## Listed records
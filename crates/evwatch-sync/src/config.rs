use std::path::{Path, PathBuf};
use std::sync::Arc;
use std::time::Duration;

use anyhow::{Context, Result};
use evwatch_adapters::{build_fetcher, FetcherRegistry, HttpClient, SourceSettings};
use serde::Deserialize;
use thiserror::Error;
use tokio::fs;

const MIN_FETCH_INTERVAL: Duration = Duration::from_secs(60);
const MAX_FETCH_INTERVAL: Duration = Duration::from_secs(365 * 24 * 60 * 60);

#[derive(Debug, Error, PartialEq, Eq)]
pub enum ConfigError {
    #[error("fetch interval {0:?} is outside the allowed range of 1 minute to 365 days")]
    FetchInterval(Duration),
    #[error("source fetch threshold must be positive")]
    SourceThreshold,
    #[error("http timeout must be positive")]
    HttpTimeout,
    #[error("{key}={value:?} is not a valid value")]
    Malformed { key: &'static str, value: String },
}

#[derive(Debug, Clone)]
pub struct SyncConfig {
    pub database_url: String,
    pub fetch_interval: Duration,
    /// Every Nth cycle is detailed; 0 disables detailed cycles.
    pub fetch_detailed_every: u32,
    pub source_fetch_threshold: Option<Duration>,
    pub scheduler_enabled: bool,
    pub outbox_dir: PathBuf,
    pub bind: String,
    pub user_agent: String,
    pub http_timeout_secs: u64,
    pub workspace_root: PathBuf,
}

impl Default for SyncConfig {
    fn default() -> Self {
        Self {
            database_url: "sqlite://evwatch.db".to_string(),
            fetch_interval: Duration::from_secs(24 * 60 * 60),
            fetch_detailed_every: 7,
            source_fetch_threshold: None,
            scheduler_enabled: true,
            outbox_dir: PathBuf::from("./outbox"),
            bind: "127.0.0.1:8080".to_string(),
            user_agent: "evwatch/0.1".to_string(),
            http_timeout_secs: 20,
            workspace_root: PathBuf::from("."),
        }
    }
}

fn parsed<T: std::str::FromStr>(
    lookup: &impl Fn(&str) -> Option<String>,
    key: &'static str,
) -> Result<Option<T>, ConfigError> {
    match lookup(key) {
        None => Ok(None),
        Some(raw) => raw
            .trim()
            .parse()
            .map(Some)
            .map_err(|_| ConfigError::Malformed { key, value: raw }),
    }
}

fn parsed_flag(
    lookup: &impl Fn(&str) -> Option<String>,
    key: &'static str,
) -> Result<Option<bool>, ConfigError> {
    match lookup(key) {
        None => Ok(None),
        Some(raw) => match raw.trim().to_ascii_lowercase().as_str() {
            "1" | "true" | "yes" | "on" => Ok(Some(true)),
            "0" | "false" | "no" | "off" => Ok(Some(false)),
            _ => Err(ConfigError::Malformed { key, value: raw }),
        },
    }
}

impl SyncConfig {
    pub fn from_env() -> Result<Self, ConfigError> {
        Self::from_lookup(|key| std::env::var(key).ok())
    }

    /// Builds the config from an arbitrary key lookup. Unset keys keep their
    /// defaults; set but unparsable keys are an error.
    pub fn from_lookup(lookup: impl Fn(&str) -> Option<String>) -> Result<Self, ConfigError> {
        let defaults = Self::default();
        Ok(Self {
            database_url: lookup("DATABASE_URL").unwrap_or(defaults.database_url),
            fetch_interval: parsed(&lookup, "EVWATCH_FETCH_INTERVAL_SECS")?
                .map(Duration::from_secs)
                .unwrap_or(defaults.fetch_interval),
            fetch_detailed_every: parsed(&lookup, "EVWATCH_FETCH_DETAILED_EVERY")?
                .unwrap_or(defaults.fetch_detailed_every),
            source_fetch_threshold: parsed(&lookup, "EVWATCH_SOURCE_THRESHOLD_SECS")?
                .map(Duration::from_secs),
            scheduler_enabled: parsed_flag(&lookup, "EVWATCH_SCHEDULER_ENABLED")?
                .unwrap_or(defaults.scheduler_enabled),
            outbox_dir: lookup("EVWATCH_OUTBOX_DIR")
                .map(PathBuf::from)
                .unwrap_or(defaults.outbox_dir),
            bind: lookup("EVWATCH_BIND").unwrap_or(defaults.bind),
            user_agent: lookup("EVWATCH_USER_AGENT").unwrap_or(defaults.user_agent),
            http_timeout_secs: parsed(&lookup, "EVWATCH_HTTP_TIMEOUT_SECS")?
                .unwrap_or(defaults.http_timeout_secs),
            workspace_root: lookup("EVWATCH_WORKSPACE_ROOT")
                .map(PathBuf::from)
                .unwrap_or(defaults.workspace_root),
        })
    }

    pub fn validate(&self) -> Result<(), ConfigError> {
        if self.fetch_interval < MIN_FETCH_INTERVAL || self.fetch_interval > MAX_FETCH_INTERVAL {
            return Err(ConfigError::FetchInterval(self.fetch_interval));
        }
        if self.source_fetch_threshold == Some(Duration::ZERO) {
            return Err(ConfigError::SourceThreshold);
        }
        if self.http_timeout_secs == 0 {
            return Err(ConfigError::HttpTimeout);
        }
        Ok(())
    }
}

/// Whether the cycle with zero-based index `run_index` is a detailed one.
pub fn is_detailed_run(run_index: u64, detailed_every: u32) -> bool {
    detailed_every > 0 && run_index % u64::from(detailed_every) == 0
}

/// Contents of `sources.yaml`.
#[derive(Debug, Clone, Deserialize)]
pub struct SourceRegistry {
    pub sources: Vec<SourceSettings>,
}

impl SourceRegistry {
    pub fn parse(text: &str) -> Result<Self> {
        serde_yaml::from_str(text).context("parsing sources registry")
    }

    pub async fn load(workspace_root: &Path) -> Result<Self> {
        let path = workspace_root.join("sources.yaml");
        let text = fs::read_to_string(&path)
            .await
            .with_context(|| format!("reading {}", path.display()))?;
        serde_yaml::from_str(&text).with_context(|| format!("parsing {}", path.display()))
    }

    /// Builds one fetcher per listed source. Relative fixture paths resolve against `workspace_root`.
    pub fn build_fetchers(&self, workspace_root: &Path, http: &Arc<HttpClient>) -> Result<FetcherRegistry> {
        let mut registry = FetcherRegistry::new();
        for settings in &self.sources {
            let mut settings = settings.clone();
            if let Some(path) = settings.path.as_mut() {
                if path.is_relative() {
                    *path = workspace_root.join(&*path);
                }
            }
            let fetcher = build_fetcher(&settings, http)
                .with_context(|| format!("building fetcher for {}", settings.source))?;
            registry.register(fetcher);
        }
        Ok(registry)
    }
}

## Your task
Set down exactly the lines that begin the records and continue through the line bearing "const MIN_FETCH_INTERVAL: Duration"; include both ends.

## Result
filename crates/evwatch-sync/src/config.rs
use std::path::{Path, PathBuf};
use std::sync::Arc;
use std::time::Duration;

use anyhow::{Context, Result};
use evwatch_adapters::{build_fetcher, FetcherRegistry, HttpClient, SourceSettings};
use serde::Deserialize;
use thiserror::Error;
use tokio::fs;

const MIN_FETCH_INTERVAL: Duration = Duration::from_secs(60);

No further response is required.